This was a good year, musically speaking, for women on a tear (which is heartening, because we’re going to need them if we’re getting through the next four). In addition to the ones who made our albums of the year list (no spoilers here!), there was the spiky art rock of Thao & the Get Down Stay Down, the electric alienating fuzz of Mitski, and the shimmering delicacy of Springtime Carnivore. It’s probably no great coincidence that many of these records were borne from painful separations, both from lovers and family, and Angel Olsen’s MY WOMAN might be the most surprising of them all for previous fans of her work: the album feels as much like a departure as the apex of her many talents, from the unexpectedly slinky opener “Intern” through the seven-minute sprawl of “Sister” and beyond. But on no track is this artistic volatility better exemplified than “Shut Up Kiss Me,” the most immediately arresting song on the record and also the most vulnerable.

At first listen it seems all insouciant demands: “I ain’t hanging up this ti-i-ime/I ain’t giving up toni-i-ight” is the gauntlet thrown down at the very start and it doesn’t let up over its lean 3:22 runtime, with Olsen’s voice at its most seductive and rock n’ roll snotty. But don’t let her cheeky attitude and sparkly wig in the video fool you. As with many things in life, the brazen come-ons mask a deep well of insecurity and pain, and the posturing gradually gives way to exasperation. “It’s all over baby, but I’m still young,” she repeats desperately at the song’s end, backed by her own insistent wailing, and it’s unclear at that point if she’s even still reaching out to her fickle, frustrating lover. In a year that saw so much apocalyptic upheaval it’s as good a rallying cry as any, not unlike Janis Joplin’s exhortation to “get it while you can.” Intimacy is vital to our shared humanity, even when it’s begged for. And when it’s the end times, whether in your own world or the one at large, what point is there in waiting?

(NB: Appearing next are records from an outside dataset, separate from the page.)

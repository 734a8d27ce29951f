use crossterm::event::{self, Event as CrosstermEvent, KeyEvent, KeyEventKind};
use std::time::Duration;
use tokio::sync::mpsc;

/// Interval at which pending fetches are polled
pub const TICK_RATE: Duration = Duration::from_millis(100);

/// Application events
#[derive(Debug)]
pub enum Event {
  /// Terminal key press
  Key(KeyEvent),
  /// Terminal was resized, redraw
  Resize,
  /// Periodic tick for query polling
  Tick,
}

/// Event handler that produces events from terminal input and a tick timer
pub struct EventHandler {
  rx: mpsc::UnboundedReceiver<Event>,
}

impl EventHandler {
  pub fn new(tick_rate: Duration) -> Self {
    let (tx, rx) = mpsc::unbounded_channel();

    // crossterm's poll/read block, keep them off the async workers
    tokio::task::spawn_blocking(move || loop {
      let event = if event::poll(tick_rate).unwrap_or(false) {
        match event::read() {
          Ok(CrosstermEvent::Key(key)) if key.kind == KeyEventKind::Press => Event::Key(key),
          Ok(CrosstermEvent::Resize(_, _)) => Event::Resize,
          _ => continue,
        }
      } else {
        Event::Tick
      };

      if tx.send(event).is_err() {
        break;
      }
    });

    Self { rx }
  }

  /// Receive the next event
  pub async fn next(&mut self) -> Option<Event> {
    self.rx.recv().await
  }
}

TRACK MARKS BEST OF 2016: “Berlin Got Blurry” by Parquet Courts

Non-story of 2016: How good some regular ol’ dude-fronted rock bands were. (That is non-news of such little consequence I’m surprised the New York Times didn’t cover it.) I quite enjoyed the albums of Car Seat Headrest, Public Access T.V., Modern Baseball, and, of course, Parquet Courts.

Parquet Courts is a little different from the others in that half the time they seem like they’re just screwing around. Well, they always seem like they’re at least partially screwing around, but half the time it feels like the joke is on me. But then, when they get the chance to focus up, they come up with something like “Berlin Got Blurry,” and I want to shake them and ask them why they don’t write songs like that all the damn time.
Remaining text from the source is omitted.